MRD, previously known as minimal residual disease, in AML refers to leukemia cells that are present at very low numbers but can be detected using highly sensitive flow cytometric or genomic methods. A recent systematic review of the clinical significance of MRD in over 10,000 AML patients has demonstrated that achievement of MRD negativity is associated with superior leukemia-free survival and overall survival. Therefore, MRD status has emerged as an attractive and clinically meaningful end point that may allow for accelerated evaluation of novel therapies in AML (reference: Short et al., Association of Measurable Residual Disease with Survival Outcomes in Patients with Acute Myeloid Leukemia: A Systematic Review and Meta-analysis. JAMA Oncol. 2020 Dec 1;6(12):1890-1899. Click here to view the publication: View Source

Aptevo believes that APVO436 has the potential to help AML patients achieve complete remissions without MRD and thereby reduce their risk of leukemic relapses. Aptevo also believes that the use of APVO436 for targeting MRD in AML may be associated with a very low risk of cytokine release syndrome (CRS) as well as an increased likelihood of responses as both CRS as well as responses are inversely correlated with the leukemia burden of the patients. If successful, deepening the remission to an MRD-negative remission using this strategy could translate into an improved overall survival in AML.
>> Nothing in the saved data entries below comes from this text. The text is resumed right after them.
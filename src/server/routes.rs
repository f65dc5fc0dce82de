//! Router configuration for the image hosting service.
//!
//! This module defines the HTTP routes and applies middleware for body limits,
//! CORS and request tracing.
//!
//! # Route Structure
//!
//! ```text
//! /                          - Endpoint catalog
//! /health                    - Health check
//! /ui                        - Bundled upload page
//! /upload                    - Single upload (POST)
//! /upload-multiple           - Multi upload (POST)
//! /images                    - List images (GET)
//! /images/{filename}         - Delete image (DELETE)
//! /uploads/{filename}        - Stored files, served from disk
//! everything else            - Public directory, if configured, else JSON 404
//! ```
//!
//! # Example
//!
//! ```ignore
//! use imghost::server::routes::{create_router, RouterConfig};
//! use imghost::storage::ImageStore;
//!
//! let store = ImageStore::open("uploads").await?;
//! let router = create_router(store, RouterConfig::default().with_public_dir("public"));
//!
//! let listener = tokio::net::TcpListener::bind("0.0.0.0:3000").await?;
//! axum::serve(listener, router).await?;
//! ```

use std::path::PathBuf;
use std::time::Duration;

use axum::{
    extract::DefaultBodyLimit,
    handler::HandlerWithoutStateExt,
    routing::{delete, get, post},
    Router,
};
use http::header::CONTENT_TYPE;
use http::Method;
use tower_http::cors::{Any, CorsLayer};
use tower_http::services::ServeDir;
use tower_http::trace::TraceLayer;

use super::handlers::{
    client_handler, delete_handler, discovery_handler, health_handler, list_handler,
    method_not_allowed_handler, not_found_handler, upload_handler, upload_multiple_handler,
    AppState,
};
use crate::storage::{ImageStore, DEFAULT_MAX_FILES, DEFAULT_MAX_FILE_SIZE};

/// Room left in the request body limit for multipart boundaries and headers.
const MULTIPART_OVERHEAD: u64 = 1024 * 1024;

// =============================================================================
// Router Configuration
// =============================================================================

/// Configuration for the HTTP router.
#[derive(Debug, Clone)]
pub struct RouterConfig {
    /// Maximum size of a single uploaded file in bytes
    pub max_file_size: u64,

    /// Maximum number of files per multi-upload request
    pub max_files: usize,

    /// Directory of static client assets served as a fallback
    pub public_dir: Option<PathBuf>,

    /// Allowed CORS origins (None = allow any origin)
    pub cors_origins: Option<Vec<String>>,

    /// Whether to enable request tracing
    pub enable_tracing: bool,
}

impl Default for RouterConfig {
    /// Defaults:
    /// - 10 MiB per file, 10 files per multi-upload
    /// - No public directory
    /// - CORS allows any origin
    /// - Tracing is enabled
    fn default() -> Self {
        Self {
            max_file_size: DEFAULT_MAX_FILE_SIZE,
            max_files: DEFAULT_MAX_FILES,
            public_dir: None,
            cors_origins: None,
            enable_tracing: true,
        }
    }
}

impl RouterConfig {
    /// Set the per-file size limit in bytes.
    pub fn with_max_file_size(mut self, bytes: u64) -> Self {
        self.max_file_size = bytes;
        self
    }

    /// Set the maximum number of files per multi-upload.
    pub fn with_max_files(mut self, max_files: usize) -> Self {
        self.max_files = max_files;
        self
    }

    /// Serve static assets from `dir` for paths no route claims.
    pub fn with_public_dir(mut self, dir: impl Into<PathBuf>) -> Self {
        self.public_dir = Some(dir.into());
        self
    }

    /// Set specific allowed CORS origins.
    ///
    /// Pass an empty vec to disallow all cross-origin requests.
    /// Pass None (or don't call this method) to allow any origin.
    pub fn with_cors_origins(mut self, origins: Vec<String>) -> Self {
        self.cors_origins = Some(origins);
        self
    }

    /// Enable or disable request tracing.
    pub fn with_tracing(mut self, enabled: bool) -> Self {
        self.enable_tracing = enabled;
        self
    }

    /// Request body limit large enough for a full multi-upload.
    ///
    /// Per-file limits are enforced while reading each field; this only bounds
    /// the whole body.
    pub fn body_limit(&self) -> usize {
        let files = self.max_files.max(1) as u64;
        let limit = self
            .max_file_size
            .saturating_mul(files)
            .saturating_add(MULTIPART_OVERHEAD);
        usize::try_from(limit).unwrap_or(usize::MAX)
    }
}

// =============================================================================
// Router Builder
// =============================================================================

/// Create the main application router.
///
/// # Arguments
///
/// * `store` - The storage directory uploads are written to and served from
/// * `config` - Router configuration
///
/// # Returns
///
/// A configured Axum router ready to be served.
pub fn create_router(store: ImageStore, config: RouterConfig) -> Router {
    let uploads = ServeDir::new(store.root()).append_index_html_on_directories(false);
    let app_state = AppState::new(store, config.max_file_size, config.max_files);

    let cors = build_cors_layer(&config);

    let router = Router::new()
        .route("/", get(discovery_handler))
        .route("/health", get(health_handler))
        .route("/ui", get(client_handler))
        .route("/upload", post(upload_handler))
        .route("/upload-multiple", post(upload_multiple_handler))
        .route("/images", get(list_handler))
        .route("/images/{filename}", delete(delete_handler))
        .nest_service("/uploads", uploads)
        .method_not_allowed_fallback(method_not_allowed_handler)
        .layer(DefaultBodyLimit::max(config.body_limit()))
        .with_state(app_state);

    // Paths no route claims go to the public directory when it exists
    let router = match config.public_dir.as_ref().filter(|dir| dir.is_dir()) {
        Some(dir) => router.fallback_service(
            ServeDir::new(dir).not_found_service(not_found_handler.into_service()),
        ),
        None => router.fallback(not_found_handler),
    };

    let router = router.layer(cors);

    if config.enable_tracing {
        router.layer(TraceLayer::new_for_http())
    } else {
        router
    }
}

/// Build the CORS layer based on configuration.
fn build_cors_layer(config: &RouterConfig) -> CorsLayer {
    let cors = CorsLayer::new()
        .allow_methods([
            Method::GET,
            Method::HEAD,
            Method::POST,
            Method::DELETE,
            Method::OPTIONS,
        ])
        .allow_headers([CONTENT_TYPE])
        .max_age(Duration::from_secs(86400)); // 24 hours

    match &config.cors_origins {
        None => cors.allow_origin(Any),
        Some(origins) if origins.is_empty() => {
            // No origins allowed - this effectively disables CORS
            cors
        }
        Some(origins) => {
            let parsed_origins: Vec<_> = origins.iter().filter_map(|o| o.parse().ok()).collect();
            cors.allow_origin(parsed_origins)
        }
    }
}

// =============================================================================
// Tests
// =============================================================================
The Company recently published information about the compound’s favorable safety profile, characterized by a low incidence of CRS, and promising single agent activity of APVO436 in two back-to-back peer-reviewed publications in the prestigious oncology journal Cancers (Basel):

1. Uckun, F.M.; Lin, T.L.; Mims, A.; Patel, P.; Lee, C.; Shahidzadeh, A.; Shami, P.; Cull, E.; Cogle, C.R.; Watts, J. A Clinical Phase 1B Study of the CD3xCD123 Bispecific Antibody APVO436 in Patients with Relapsed/Refractory Acute Myeloid Leukemia or Myelodysplasia. Cancers (Basel) 2021, 13, Aug 15;13(16):4113. Click here to view the publication: View Source

2. Uckun FM, Watts J, Mims AS, Patel P, Wang E, Shami PJ, Cull E, Lee C, Cogle CR, Lin TL. Risk, Characteristics and Biomarkers of Cytokine Release Syndrome in Patients with Relapsed/Refractory AML or MDS Treated with CD3xCD123 Bispecific Antibody APVO436. Cancers (Basel) 2021; 13(21):5287. Click here to view the publication: View Source

About APVO436
Overexpression of CD123 is the hallmark of many forms of leukemia. Aptevo’s lead proprietary drug candidate, APVO436 is a bispecific CD3xCD123 ADAPTIR that is designed to redirect the immune system of the patient to destroy leukemia cells expressing the target CD123 molecule on their surface. This antibody-like recombinant protein therapeutic is designed to engage both leukemia cells and T-cells of the immune system and bring them closely together to trigger the destruction of leukemia cells. APVO436 has been engineered using Aptevo’s proprietary and enabling bioengineering methods and is designed to reduce the likelihood and severity of CRS. APVO436 has received orphan drug designation ("orphan status") for AML according to the Orphan Drug Act.